(Instructions for the task) Set the following entries down again exactly, line by line.
[Provided material]
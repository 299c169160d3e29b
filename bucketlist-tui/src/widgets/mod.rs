//! Presentational pieces of the list-detail screen.
//!
//! Everything here turns state into styled [`Line`]s and nothing else; the
//! terminal module decides how to paint them.

mod item_row;
mod list_parts;
mod modals;

pub use item_row::item_row;
pub use list_parts::{banner, list_empty, list_header, separator};
pub use modals::{confirm_modal, form_modal};

use crossterm::style::Color;
use unicode_width::{UnicodeWidthChar, UnicodeWidthStr};

pub const HEADER_BG: Color = Color::Rgb { r: 0x4a, g: 0x4d, b: 0x53 };
pub const ROW_BG: Color = Color::Rgb { r: 0xff, g: 0xc0, b: 0xcb };
pub const ROW_SELECTED_BG: Color = Color::Rgb { r: 0xff, g: 0x99, b: 0xac };
pub const BUTTON_BG: Color = Color::Rgb { r: 0x33, g: 0x33, b: 0x33 };
pub const ADD_BG: Color = Color::Rgb { r: 0x00, g: 0x64, b: 0x00 };
pub const DANGER_BG: Color = Color::Rgb { r: 0xb0, g: 0x20, b: 0x20 };

#[derive(Debug, Clone, Copy, Default, PartialEq, Eq)]
pub struct Style {
    pub fg: Option<Color>,
    pub bg: Option<Color>,
    pub bold: bool,
    pub italic: bool,
    pub dim: bool,
    pub reverse: bool,
}

impl Style {
    pub fn fg(mut self, color: Color) -> Self {
        self.fg = Some(color);
        self
    }

    pub fn bg(mut self, color: Color) -> Self {
        self.bg = Some(color);
        self
    }

    pub fn bold(mut self) -> Self {
        self.bold = true;
        self
    }

    pub fn italic(mut self) -> Self {
        self.italic = true;
        self
    }

    pub fn dim(mut self) -> Self {
        self.dim = true;
        self
    }

    pub fn reverse(mut self) -> Self {
        self.reverse = true;
        self
    }
}

#[derive(Debug, Clone, PartialEq, Eq)]
pub struct Span {
    pub text: String,
    pub style: Style,
}

impl Span {
    pub fn raw(text: impl Into<String>) -> Self {
        Self::styled(text, Style::default())
    }

    pub fn styled(text: impl Into<String>, style: Style) -> Self {
        Self {
            text: text.into(),
            style,
        }
    }

    pub fn width(&self) -> usize {
        self.text.width()
    }
}

/// One terminal row.
#[derive(Debug, Clone, Default, PartialEq, Eq)]
pub struct Line {
    pub spans: Vec<Span>,
    /// Background painted across the rest of the row.
    pub fill: Option<Color>,
}

impl Line {
    pub fn new(spans: Vec<Span>) -> Self {
        Self { spans, fill: None }
    }

    pub fn raw(text: impl Into<String>) -> Self {
        Self::new(vec![Span::raw(text)])
    }

    pub fn blank() -> Self {
        Self::default()
    }

    pub fn fill(mut self, color: Color) -> Self {
        self.fill = Some(color);
        self
    }

    pub fn width(&self) -> usize {
        self.spans.iter().map(Span::width).sum()
    }

    /// Plain text without styling.
    #[cfg(test)]
    pub fn text(&self) -> String {
        self.spans.iter().map(|s| s.text.as_str()).collect()
    }

    /// Left and right groups with padding between, clipped to `width`.
    pub fn split(left: Vec<Span>, right: Vec<Span>, width: usize, pad: Style) -> Self {
        let left_width: usize = left.iter().map(Span::width).sum();
        let right_width: usize = right.iter().map(Span::width).sum();
        let gap = width.saturating_sub(left_width + right_width);
        let mut spans = left;
        spans.push(Span::styled(" ".repeat(gap), pad));
        spans.extend(right);
        Self::new(spans).clip(width)
    }

    /// Drop whatever does not fit in `width` columns.
    pub fn clip(mut self, width: usize) -> Self {
        let mut used = 0;
        let mut kept = Vec::with_capacity(self.spans.len());
        for span in self.spans.drain(..) {
            if used >= width {
                break;
            }
            let text = fit(&span.text, width - used);
            used += text.width();
            kept.push(Span::styled(text, span.style));
        }
        self.spans = kept;
        self
    }
}

/// Truncate `text` to at most `width` columns, marking the cut with `…`.
pub fn fit(text: &str, width: usize) -> String {
    if text.width() <= width {
        return text.to_string();
    }
    if width == 0 {
        return String::new();
    }
    let mut out = String::new();
    let mut used = 0;
    for c in text.chars() {
        let w = c.width().unwrap_or(0);
        if used + w > width - 1 {
            break;
        }
        out.push(c);
        used += w;
    }
    out.push('…');
    out
}

#[cfg(test)]
mod tests {
    use super::*;

    #[test]
    fn test_fit() {
        assert_eq!(fit("Tickets", 10), "Tickets");
        assert_eq!(fit("Tickets", 5), "Tick…");
        assert_eq!(fit("日本語", 4), "日…");
        assert_eq!(fit("abc", 0), "");
    }

    #[test]
    fn test_split_pads_between() {
        let line = Line::split(
            vec![Span::raw("left")],
            vec![Span::raw("right")],
            12,
            Style::default(),
        );
        assert_eq!(line.text(), "left   right");
        assert_eq!(line.width(), 12);
    }

    #[test]
    fn test_split_clips_when_narrow() {
        let line = Line::split(
            vec![Span::raw("a long name")],
            vec![Span::raw("14/11/2023")],
            8,
            Style::default(),
        );
        assert_eq!(line.width(), 8);
        assert_eq!(line.text(), "a long …");
    }
}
[/Provided material]
(Answer for this exercise)
repository 299c169160d3e29b
filename bucketlist-tui/src/widgets/mod.rs
//! Presentational pieces of the list-detail screen.
//!
//! Everything here turns state into styled [`Line`]s and nothing else; the
//! terminal module decides how to paint them.

mod item_row;
mod list_parts;
mod modals;

pub use item_row::item_row;
pub use list_parts::{banner, list_empty, list_header, separator};
pub use modals::{confirm_modal, form_modal};

use crossterm::style::Color;
use unicode_width::{UnicodeWidthChar, UnicodeWidthStr};

pub const HEADER_BG: Color = Color::Rgb { r: 0x4a, g: 0x4d, b: 0x53 };
pub const ROW_BG: Color = Color::Rgb { r: 0xff, g: 0xc0, b: 0xcb };
pub const ROW_SELECTED_BG: Color = Color::Rgb { r: 0xff, g: 0x99, b: 0xac };
pub const BUTTON_BG: Color = Color::Rgb { r: 0x33, g: 0x33, b: 0x33 };
pub const ADD_BG: Color = Color::Rgb { r: 0x00, g: 0x64, b: 0x00 };
pub const DANGER_BG: Color = Color::Rgb { r: 0xb0, g: 0x20, b: 0x20 };

#[derive(Debug, Clone, Copy, Default, PartialEq, Eq)]
pub struct Style {
    pub fg: Option<Color>,
    pub bg: Option<Color>,
    pub bold: bool,
    pub italic: bool,
    pub dim: bool,
    pub reverse: bool,
}

impl Style {
    pub fn fg(mut self, color: Color) -> Self {
        self.fg = Some(color);
        self
    }

    pub fn bg(mut self, color: Color) -> Self {
        self.bg = Some(color);
        self
    }

    pub fn bold(mut self) -> Self {
        self.bold = true;
        self
    }

    pub fn italic(mut self) -> Self {
        self.italic = true;
        self
    }

    pub fn dim(mut self) -> Self {
        self.dim = true;
        self
    }

    pub fn reverse(mut self) -> Self {
        self.reverse = true;
        self
    }
}

#[derive(Debug, Clone, PartialEq, Eq)]
pub struct Span {
    pub text: String,
    pub style: Style,
}

impl Span {
    pub fn raw(text: impl Into<String>) -> Self {
        Self::styled(text, Style::default())
    }

    pub fn styled(text: impl Into<String>, style: Style) -> Self {
        Self {
            text: text.into(),
            style,
        }
    }

    pub fn width(&self) -> usize {
        self.text.width()
    }
}

/// One terminal row.
#[derive(Debug, Clone, Default, PartialEq, Eq)]
pub struct Line {
    pub spans: Vec<Span>,
    /// Background painted across the rest of the row.
    pub fill: Option<Color>,
}

impl Line {
    pub fn new(spans: Vec<Span>) -> Self {
        Self { spans, fill: None }
    }

    pub fn raw(text: impl Into<String>) -> Self {
        Self::new(vec![Span::raw(text)])
    }

    pub fn blank() -> Self {
        Self::default()
    }

    pub fn fill(mut self, color: Color) -> Self {
        self.fill = Some(color);
        self
    }

    pub fn width(&self) -> usize {
        self.spans.iter().map(Span::width).sum()
    }

    /// Plain text without styling.
    #[cfg(test)]
    pub fn text(&self) -> String {
        self.spans.iter().map(|s| s.text.as_str()).collect()
    }

    /// Left and right groups with padding between, clipped to `width`.
    pub fn split(left: Vec<Span>, right: Vec<Span>, width: usize, pad: Style) -> Self {
        let left_width: usize = left.iter().map(Span::width).sum();
        let right_width: usize = right.iter().map(Span::width).sum();
        let gap = width.saturating_sub(left_width + right_width);
        let mut spans = left;
        spans.push(Span::styled(" ".repeat(gap), pad));
        spans.extend(right);
        Self::new(spans).clip(width)
    }

    /// Drop whatever does not fit in `width` columns.
    pub fn clip(mut self, width: usize) -> Self {
        let mut used = 0;
        let mut kept = Vec::with_capacity(self.spans.len());
        for span in self.spans.drain(..) {
            if used >= width {
                break;
            }
            let text = fit(&span.text, width - used);
            used += text.width();
            kept.push(Span::styled(text, span.style));
        }
        self.spans = kept;
        self
    }
}

/// Truncate `text` to at most `width` columns, marking the cut with `…`.
pub fn fit(text: &str, width: usize) -> String {
    if text.width() <= width {
        return text.to_string();
    }
    if width == 0 {
        return String::new();
    }
    let mut out = String::new();
    let mut used = 0;
    for c in text.chars() {
        let w = c.width().unwrap_or(0);
        if used + w > width - 1 {
            break;
        }
        out.push(c);
        used += w;
    }
    out.push('…');
    out
}

#[cfg(test)]
mod tests {
    use super::*;

    #[test]
    fn test_fit() {
        assert_eq!(fit("Tickets", 10), "Tickets");
        assert_eq!(fit("Tickets", 5), "Tick…");
        assert_eq!(fit("日本語", 4), "日…");
        assert_eq!(fit("abc", 0), "");
    }

    #[test]
    fn test_split_pads_between() {
        let line = Line::split(
            vec![Span::raw("left")],
            vec![Span::raw("right")],
            12,
            Style::default(),
        );
        assert_eq!(line.text(), "left   right");
        assert_eq!(line.width(), 12);
    }

    #[test]
    fn test_split_clips_when_narrow() {
        let line = Line::split(
            vec![Span::raw("a long name")],
            vec![Span::raw("14/11/2023")],
            8,
            Style::default(),
        );
        assert_eq!(line.width(), 8);
        assert_eq!(line.text(), "a long …");
    }
}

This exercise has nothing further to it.